Hospitals, by contrast, cannot refuse to admit indigent patients and must continue to provide for them until suitable follow-up care can be found. Calls to the Immigration and Naturalization Service for assistance received no response. Finally, the hospital was able to place the patient in a facility in Taiwan, and then paid for air transport with a nurse.

The second case was a man from Guatemala who was admitted after being shot, with injuries that caused paralysis. His length of stay was more than six months. The man had no family, and no nursing home in Connecticut would accept him. Finally, Hartford Hospital arranged and paid for air transport to return the man to his native Central America, along with a medical resident as escort.

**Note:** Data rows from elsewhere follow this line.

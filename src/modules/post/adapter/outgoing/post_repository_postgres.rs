use std::sync::Arc;

use async_trait::async_trait;
use sea_orm::{
    ActiveModelTrait, ActiveValue::NotSet, ColumnTrait, DatabaseConnection, EntityTrait,
    IntoActiveModel, PaginatorTrait, QueryFilter, QueryOrder, Set,
};
use uuid::Uuid;

use crate::modules::post::adapter::outgoing::sea_orm_entity::{self as posts, Column, Entity};
use crate::modules::post::application::ports::outgoing::{
    PostData, PostRecord, PostRepository, PostRepositoryError,
};

#[derive(Clone)]
pub struct PostRepositoryPostgres {
    db: Arc<DatabaseConnection>,
}

impl PostRepositoryPostgres {
    pub fn new(db: Arc<DatabaseConnection>) -> Self {
        Self { db }
    }
}

fn model_to_record(model: posts::Model) -> PostRecord {
    PostRecord {
        id: model.id,
        user_id: model.user_id,
        title: model.title,
        excerpt: model.excerpt,
        content: model.content,
        image_url: model.image_url,
        category: model.category,
        tags: model.tags,
        featured: model.featured,
        published: model.published,
        read_time: model.read_time,
        order_index: model.order_index,
        created_at: model.created_at.into(),
        updated_at: model.updated_at.into(),
    }
}

fn db_err(e: sea_orm::DbErr) -> PostRepositoryError {
    PostRepositoryError::DatabaseError(e.to_string())
}

#[async_trait]
impl PostRepository for PostRepositoryPostgres {
    async fn list_published(&self) -> Result<Vec<PostRecord>, PostRepositoryError> {
        Entity::find()
            .filter(Column::Published.eq(true))
            .order_by_desc(Column::OrderIndex)
            .all(&*self.db)
            .await
            .map(|models| models.into_iter().map(model_to_record).collect())
            .map_err(db_err)
    }

    async fn list_all(&self) -> Result<Vec<PostRecord>, PostRepositoryError> {
        Entity::find()
            .order_by_desc(Column::OrderIndex)
            .all(&*self.db)
            .await
            .map(|models| models.into_iter().map(model_to_record).collect())
            .map_err(db_err)
    }

    async fn find_published(&self, id: Uuid) -> Result<PostRecord, PostRepositoryError> {
        Entity::find_by_id(id)
            .filter(Column::Published.eq(true))
            .one(&*self.db)
            .await
            .map_err(db_err)?
            .map(model_to_record)
            .ok_or(PostRepositoryError::NotFound)
    }

    async fn count_for(&self, owner: Uuid) -> Result<u64, PostRepositoryError> {
        Entity::find()
            .filter(Column::UserId.eq(owner))
            .count(&*self.db)
            .await
            .map_err(db_err)
    }

    async fn insert(
        &self,
        owner: Uuid,
        data: PostData,
        order_index: i32,
    ) -> Result<PostRecord, PostRepositoryError> {
        let active = posts::ActiveModel {
            id: NotSet,
            user_id: Set(owner),
            title: Set(data.title),
            excerpt: Set(data.excerpt),
            content: Set(data.content),
            image_url: Set(data.image_url),
            category: Set(data.category),
            tags: Set(data.tags),
            featured: Set(data.featured),
            published: Set(data.published),
            read_time: Set(data.read_time),
            order_index: Set(order_index),
            created_at: NotSet,
            updated_at: NotSet,
        };

        active.insert(&*self.db).await.map(model_to_record).map_err(db_err)
    }

    async fn update(
        &self,
        owner: Uuid,
        id: Uuid,
        data: PostData,
    ) -> Result<PostRecord, PostRepositoryError> {
        let existing = Entity::find_by_id(id)
            .filter(Column::UserId.eq(owner))
            .one(&*self.db)
            .await
            .map_err(db_err)?
            .ok_or(PostRepositoryError::NotFound)?;

        let mut active = existing.into_active_model();
        active.title = Set(data.title);
        active.excerpt = Set(data.excerpt);
        active.content = Set(data.content);
        active.image_url = Set(data.image_url);
        active.category = Set(data.category);
        active.tags = Set(data.tags);
        active.featured = Set(data.featured);
        active.published = Set(data.published);
        active.read_time = Set(data.read_time);

        active.update(&*self.db).await.map(model_to_record).map_err(db_err)
    }

    async fn delete(&self, owner: Uuid, id: Uuid) -> Result<(), PostRepositoryError> {
        let result = Entity::delete_many()
            .filter(Column::Id.eq(id))
            .filter(Column::UserId.eq(owner))
            .exec(&*self.db)
            .await
            .map_err(db_err)?;

        if result.rows_affected == 0 {
            return Err(PostRepositoryError::NotFound);
        }
        Ok(())
    }
}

These two cases came to a total of more than $1 million, for which the reimbursement was $6,245. More important, these unnecessarily long hospital stays consumed bed days that could have been used by people in need of acute care. Stories such as these are not unusual - for most hospitals in the state, they are encountered on a daily basis.

The hospital has only has two ways to recoup these funds. One way is to raise the rates it charges commercial insurers on the theory that those who can afford to pay can subsidize those who can't. Generally, however, commercial insurers do not believe it is their responsibility to pay for this care. Or hospitals can ask the public to contribute.

Most people believe it's the state and/or federal government's responsibility to pay for these situations. Although it may be distasteful to some to use taxpayers' dollars for health care for undocumented aliens, it is even more distasteful to allow this problem to be borne entirely by the state's already overburdened hospitals.

In sections of the country - notably, the Southwest - this conveniently invisible problem has caused some hospitals to close. Leadership at the state and federal levels is needed to shine a light on this secret system.

J. Kevin Kinsella is vice president of Hartford Hospital.